Mr Lomuria joined the group and like any new member, he was trained in how to farm and mentored on accessing the market.

"Within months, I became the bread winner in my family that was primarily relying on relief food for survival. We had enough vegetables and maize that significantly reduced hunger and poverty," Mr Lomuria says as he harvests pawpaw for a customer. The trees are intercropped in a large maize field.

He earns Sh40 per kilo of pawpaw, and from that one customer alone he made Sh400.

"We are expecting to harvest maize on our 10 acres plantation this month. However, the market is not favourable, because every farmer is looking to sell their produce at nearby Katilu centre; a 90-kilogramme bag of maize is selling at between Sh1,700 and Sh2,000,” Mr Lomuria adds.

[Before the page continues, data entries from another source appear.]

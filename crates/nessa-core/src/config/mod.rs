//! Fixed NESSA beamline configuration.
//!
//! The detector array is defined statically by the simulation geometry:
//! 20 beamline detectors spaced along the collimator axis plus two
//! monitor detectors near the source and off-axis. Components receive
//! this table explicitly rather than reading ambient globals.

use std::f64::consts::PI;

pub const DETECTOR_COUNT: usize = 22;
pub const BEAMLINE_DETECTOR_COUNT: usize = 20;

pub const DET_RADIUS_CM: f64 = 1.0;
pub const DET_HEIGHT_CM: f64 = 1.0;

pub const DEFAULT_EVENT_COUNT: f64 = 1.0e6;

pub const HIST_PATTERN_PRIMARY: &str = "NESSA_spectra_h1_*.csv";
pub const HIST_PATTERN_FALLBACK: &str = "NESSA_spectra*h1*.csv";
pub const NTUPLE_FILE_NAME: &str = "NESSA_spectra_nt_Hits.csv";

pub const SPECTRA_PLOT_FILE_NAME: &str = "NESSA_neutron_spectra.png";
pub const PROFILE_PLOT_FILE_NAME: &str = "NESSA_flux_profile.png";

pub const COLLIMATOR_WALL_Y_CM: f64 = -115.0;
pub const COLLIMATOR_EXIT_Y_CM: f64 = -75.0;

pub const DETECTOR_NAMES: [&str; DETECTOR_COUNT] = [
    "Dtctr1", "Dtctr2", "Dtctr3", "Dtctr4", "Dtctr5", "Dtctr6", "Dtctr7", "Dtctr8", "Dtctr9",
    "Dtctr10", "Dtctr11", "Dtctr12", "Dtctr13", "Dtctr14", "Dtctr15", "Dtctr16", "Dtctr17",
    "Dtctr18", "Dtctr19", "Dtctr20", "DtcIn1", "DtcIn2",
];

pub const DETECTOR_Y_POSITIONS_CM: [f64; DETECTOR_COUNT] = [
    -110.0, -105.0, -100.0, -95.0, -90.0, -85.0, -80.0, -74.5, -70.0, -65.0, -60.0, -55.0, -50.0,
    -45.0, -40.0, -35.0, -30.0, -25.0, -20.0, -15.0, -150.0, -170.0,
];

/// One panel of the fixed 2x3 spectrum figure.
#[derive(Debug, Clone, Copy, PartialEq, Eq)]
pub struct SpectrumPanel {
    pub detector_index: usize,
    pub label: &'static str,
}

pub const SPECTRUM_PANELS: [SpectrumPanel; 6] = [
    SpectrumPanel {
        detector_index: 0,
        label: "Dtctr1 (post-collimator, y=-110)",
    },
    SpectrumPanel {
        detector_index: 4,
        label: "Dtctr5 (y=-90)",
    },
    SpectrumPanel {
        detector_index: 9,
        label: "Dtctr10 (y=-65)",
    },
    SpectrumPanel {
        detector_index: 14,
        label: "Dtctr15 (y=-40)",
    },
    SpectrumPanel {
        detector_index: 20,
        label: "DtcIn1 (near source, y=-150)",
    },
    SpectrumPanel {
        detector_index: 21,
        label: "DtcIn2 (off-axis, y=-170)",
    },
];

/// Immutable beamline geometry table passed explicitly to the pipeline,
/// writer, and plot renderers.
#[derive(Debug, Clone)]
pub struct BeamlineConfig {
    detector_names: &'static [&'static str; DETECTOR_COUNT],
    detector_y_cm: &'static [f64; DETECTOR_COUNT],
    detector_radius_cm: f64,
    detector_height_cm: f64,
}

impl Default for BeamlineConfig {
    fn default() -> Self {
        Self {
            detector_names: &DETECTOR_NAMES,
            detector_y_cm: &DETECTOR_Y_POSITIONS_CM,
            detector_radius_cm: DET_RADIUS_CM,
            detector_height_cm: DET_HEIGHT_CM,
        }
    }
}

impl BeamlineConfig {
    pub fn detector_count(&self) -> usize {
        self.detector_names.len()
    }

    pub fn beamline_detector_count(&self) -> usize {
        BEAMLINE_DETECTOR_COUNT
    }

    pub fn detector_name(&self, index: usize) -> Option<&'static str> {
        self.detector_names.get(index).copied()
    }

    pub fn detector_y_cm(&self, index: usize) -> Option<f64> {
        self.detector_y_cm.get(index).copied()
    }

    pub fn detector_volume_cm3(&self) -> f64 {
        PI * self.detector_radius_cm * self.detector_radius_cm * self.detector_height_cm
    }

    pub fn spectrum_panels(&self) -> &'static [SpectrumPanel; 6] {
        &SPECTRUM_PANELS
    }
}

pub fn spectrum_output_name(detector_name: &str) -> String {
    format!("nspect_{detector_name}_normalized.dat")
}

#[cfg(test)]
mod tests {
    use super::{
        BEAMLINE_DETECTOR_COUNT, BeamlineConfig, DETECTOR_COUNT, DETECTOR_NAMES,
        DETECTOR_Y_POSITIONS_CM, SPECTRUM_PANELS, spectrum_output_name,
    };

    #[test]
    fn table_lengths_match_detector_count() {
        assert_eq!(DETECTOR_NAMES.len(), DETECTOR_COUNT);
        assert_eq!(DETECTOR_Y_POSITIONS_CM.len(), DETECTOR_COUNT);
        assert!(BEAMLINE_DETECTOR_COUNT < DETECTOR_COUNT);
    }

    #[test]
    fn detector_volume_matches_unit_cylinder() {
        let config = BeamlineConfig::default();
        assert!((config.detector_volume_cm3() - std::f64::consts::PI).abs() <= 1.0e-12);
    }

    #[test]
    fn beamline_detectors_precede_monitor_detectors() {
        let config = BeamlineConfig::default();
        assert_eq!(config.detector_name(0), Some("Dtctr1"));
        assert_eq!(config.detector_name(19), Some("Dtctr20"));
        assert_eq!(config.detector_name(20), Some("DtcIn1"));
        assert_eq!(config.detector_name(21), Some("DtcIn2"));
        assert_eq!(config.detector_name(22), None);
        assert_eq!(config.detector_y_cm(0), Some(-110.0));
        assert_eq!(config.detector_y_cm(21), Some(-170.0));
    }

    #[test]
    fn spectrum_panels_reference_configured_detectors() {
        for panel in &SPECTRUM_PANELS {
            assert!(panel.detector_index < DETECTOR_COUNT);
            let name = DETECTOR_NAMES[panel.detector_index];
            assert!(panel.label.starts_with(name));
        }
    }

    #[test]
    fn spectrum_output_name_follows_convention() {
        assert_eq!(
            spectrum_output_name("Dtctr7"),
            "nspect_Dtctr7_normalized.dat"
        );
    }
}
//! Core library for the NESSA Geant4 spectra post-processor.
//!
//! Converts per-detector energy histograms written by the beamline
//! simulation into normalized flux spectra and renders the diagnostic
//! plots. All processing is a single forward pass with no shared state
//! between detectors.

pub mod config;
pub mod domain;
pub mod modules;
pub mod pipeline;
pub mod plot;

Despite the low prices, he and his fellow farmers are far better off compared to their peers who rely on handouts, or even go into banditry with eyes on a few animals.

For an area where farming has not always been a way of life, it has taken a big leap of faith for people such as Lomuria to venture into agribusiness.

They are attracting more young people to irrigation farming though because their families always have enough to eat even when others are relying on relief food when rains fail and there is no pasture for livestock.

The Israel Youth Group has appealed to local leaders to support youth in farming through grants that can be used to expand farms, seed capital to invest in high-value seeds and to offer transport when moving produce to more favourable markets across the county.

In Turkana, longstanding lack of political goodwill towards farming discourages many from embracing the venture.

Persistence, commitment

The group’s persistence and commitment to tackle food insecurity in Turkana and boost their income has attracted financial support from PanAfricare Organisation through its IMPACT Programme that is in turn financed by Bayer Fund.

The organisation has helped by repairing canals that direct water to the farm, donating yellow-fleshed sweet potato tubers and providing extension services.

"We appeal to the organisation to also help us get a reliable market because we are embracing the tubers for crop rotation," says Mr Losokon.

Kassim Lupao, a nutritionist at PanAfricare, says that in partnership with Turkana County they are expanding farms under irrigation through repairing canals or constructing new ones to accommodate more farmers facing hunger in Katilu and Turkwel wards as well as distribution of seeds of highly nutritious crops.

"The organisation has been ploughing using tractors as well as expanding farms by clearing thorny prosopis julifulora (mathenge) thickets," Mr Lupao said.

Through such support, Mary Amekwi, who is a farmer allied to the group said that she has a half-acre land where she produces cowpeas, spinach, green grams, tomatoes, kales, and watermelon after being given seeds from PanAfricare that are now her source of income and food.

"I sell most of what I get from my farm at my stall located at Katilu shopping centre. I use the money to pay school fees for my seven children, buy drinking water, school uniforms, and other food such as maize that I do not grow,” she said.

Apart from the Israel Youth Group farm, other youth-oriented farming groups are based at the 400-acre Namakat farm and the 260-acre Natuntun farm.